When Wernicke’s encephalopathy accompanies Korsakoff’s syndrome, the combination is called the Wernicke-Korsakoff syndrome. Korsakoff’s is a continuum of Wernicke’s encephalopathy, though a recognised episode of Wernicke’s is not always obvious.

Korsakoff’s involves neuronal loss, that is, damage to neurons; gliosis which is a result of damage to supporting cells of the central nervous system; and hemorrhage or bleeding in mammillary bodies. Damage to the dorsomedial nucleus or anterior group of the thalamus (limbic-specific nuclei) is also associated with this disorder. Cortical dysfunction may have arisen from thiamine deficiency, alcohol neurotoxicity, and/ or structural damage in the diencephalon.

Originally it was thought that a lack of initiative and a flat affect were important characteristics of emotion. Studies have questioned this, proposing that it is not necessarily a symptom of Korsakoff’s. Research suggesting that Korsakoff patients are emotionally unimpaired has made this a controversial topic. It can be argued that apathy, which usually characterizes Korsakoff patients, reflects a deficit of emotional expressions, without affecting the experience or perception of emotion.

Korsakoff’s Syndrome causes deficits in declarative memory in most patients, but keeps implicit spatial, verbal, and procedural memory functioning intact.

Research has also suggested that Korsakoff patients have impaired executive functions, which can lead to behavioral problems and interfere with daily activities. It is unclear however, which executive functions are affected most.

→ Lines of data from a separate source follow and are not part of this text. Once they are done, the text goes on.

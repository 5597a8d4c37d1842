/*
[INPUT]:  CLI arguments, YAML configuration file, OS shutdown signals
[OUTPUT]: Authentication attempts logged to completion
[POS]:    Binary entry point
[UPDATE]: When changing CLI flags, startup flow, or shutdown handling
*/

use anyhow::{anyhow, bail, Context, Result};
use clap::{Parser, Subcommand};
use std::path::PathBuf;
use tokio_util::sync::CancellationToken;
use tracing::{info, warn};
use tracing_subscriber::EnvFilter;

use siws_client::{
    AutoAuthenticator, BackendClient, ChallengeFactory, KeypairGateway, SignInVerifier,
    SignerGateway,
};

mod config;

use config::DemoConfig;

#[derive(Parser, Debug)]
#[command(name = "siws-demo", version, about = "Sign-in-with-Solana demonstration client")]
struct Cli {
    #[arg(long = "config", value_name = "PATH")]
    config_path: Option<PathBuf>,
    #[arg(long = "log-level", value_name = "LEVEL", default_value = "info")]
    log_level: String,
    #[command(subcommand)]
    command: Option<Command>,
}

#[derive(Subcommand, Debug)]
enum Command {
    /// Full auto-authentication flow: silent reconnect, then sign-in
    Auto,
    /// One challenge/sign/verify round trip
    SignIn,
    /// Sign a domain-spoofed challenge and show the verifier reject it
    Spoofed,
}

#[tokio::main]
async fn main() -> Result<()> {
    let args = Cli::parse();
    init_tracing(&args.log_level)?;

    let config = load_config(args.config_path.as_deref())?;
    info!(origin = %config.origin, backend = config.backend.is_some(), "configuration loaded");

    let mut gateway = match &config.wallet.private_key {
        Some(key) => KeypairGateway::new(key).context("load wallet key")?,
        None => KeypairGateway::generate().context("generate wallet key")?,
    };
    gateway.set_trusted(config.wallet.trusted);
    info!(address = gateway.address(), "wallet gateway ready");

    let cancel = CancellationToken::new();
    setup_signal_handler(cancel.clone());

    match args.command.unwrap_or(Command::Auto) {
        Command::Auto => run_auto(&config, &gateway, &cancel).await,
        Command::SignIn => run_sign_in(&config, &gateway).await,
        Command::Spoofed => run_spoofed(&config, &gateway).await,
    }
}

/// Silent reconnection first, fresh sign-in otherwise
async fn run_auto(
    config: &DemoConfig,
    gateway: &KeypairGateway,
    cancel: &CancellationToken,
) -> Result<()> {
    let factory = ChallengeFactory::new(config.challenge.clone());
    let verifier = SignInVerifier::new(&config.origin).context("build verifier")?;

    let mut authenticator = AutoAuthenticator::new(config.origin.as_str(), factory, verifier)
        .with_session_ttl(config.session_ttl_secs);
    if let Some(backend) = &config.backend {
        let client = BackendClient::new(&backend.base_url).context("build backend client")?;
        authenticator = authenticator.with_backend(client, backend.policy.into());
    }

    let outcome = authenticator
        .authenticate_with_cancellation(gateway, cancel)
        .await?;

    if outcome.degraded_trust {
        warn!(
            address = %outcome.account.address,
            "authenticated with degraded trust (backend unreachable)"
        );
    } else {
        info!(
            address = %outcome.account.address,
            method = ?outcome.method,
            "authenticated"
        );
    }
    Ok(())
}

/// One explicit challenge/sign/verify round trip
async fn run_sign_in(config: &DemoConfig, gateway: &KeypairGateway) -> Result<()> {
    let factory = ChallengeFactory::new(config.challenge.clone());
    let verifier = SignInVerifier::new(&config.origin).context("build verifier")?;

    let challenge = factory.create_challenge(&config.origin)?;
    info!(domain = %challenge.domain, nonce = %challenge.nonce, "challenge issued");

    let response = gateway.sign_in(&challenge).await?;
    info!(
        address = %response.account.address,
        signature = %bs58::encode(&response.signature).into_string(),
        "challenge signed"
    );

    verifier.verify(&challenge, &response)?;
    info!(address = %response.account.address, "sign-in verified");
    Ok(())
}

/// The original demo's "sign-in error" button: prove the verifier rejects
/// a domain/uri mismatch
async fn run_spoofed(config: &DemoConfig, gateway: &KeypairGateway) -> Result<()> {
    let factory = ChallengeFactory::new(config.challenge.clone());
    let verifier = SignInVerifier::new(&config.origin).context("build verifier")?;

    let challenge = factory.create_spoofed_challenge();
    info!(domain = %challenge.domain, "spoofed challenge issued");

    let response = gateway.sign_in(&challenge).await?;
    match verifier.verify(&challenge, &response) {
        Err(err) => {
            warn!(error = %err, "verifier rejected the spoofed challenge");
            Ok(())
        }
        Ok(()) => bail!("spoofed challenge unexpectedly verified"),
    }
}

fn init_tracing(log_level: &str) -> Result<()> {
    let filter = EnvFilter::try_new(log_level).context("invalid log level")?;
    tracing_subscriber::fmt()
        .with_env_filter(filter)
        .try_init()
        .map_err(|err| anyhow!(err))
        .context("initialize tracing subscriber")?;
    Ok(())
}

fn load_config(path: Option<&std::path::Path>) -> Result<DemoConfig> {
    match path {
        Some(path) => {
            let path_str = path.to_str().context("config path must be valid utf-8")?;
            DemoConfig::from_file(path_str).context("load config")
        }
        None => Ok(DemoConfig::default()),
    }
}

fn setup_signal_handler(cancel: CancellationToken) {
    tokio::spawn(async move {
        if let Err(err) = tokio::signal::ctrl_c().await {
            warn!(error = %err, "failed to install SIGINT handler");
            return;
        }
        info!("received SIGINT; abandoning pending attempt");
        cancel.cancel();
    });
}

At first it was thought that Korsakoff patients used confabulation to fill in memory gaps. However, it has been found that confabulation and amnesia do not necessarily co-occur. Studies have shown that there is dissociation between provoked confabulation, spontaneous confabulation (which is unprovoked) and false memories. That is, patients could be led to believe certain things that haven’t happened, just like people without Korsakoff’s syndrome.

Signs include:

·                    Apathy

·                    Ataxia

·                    Coma

·                    Confabulation

·                    Paralysis of muscles controlling the eye

·                    Retrograde and anterograde amnesia

·                    Tremor

·                    Anosognosia – Lack of insight to or awareness of the condition

Post-hypnotic amnesia is the inability in hypnotic subjects to recall events that took place while under hypnosis. This can be achieved by giving individuals a suggestion during hypnosis to forget certain material that they have learned either before or during hypnosis. Individuals who are experiencing post-hypnotic amnesia cannot have their memories recovered once put back under hypnosis and is therefore not state dependent. Nevertheless, memories may return when presented with a pre-arranged cue. This makes post-hypnotic amnesia similar to functional amnesia as it disrupts the retrieval process of memory. It has been suggested that inconsistencies in methodologies used to study post-hypnotic amnesia cause varying results.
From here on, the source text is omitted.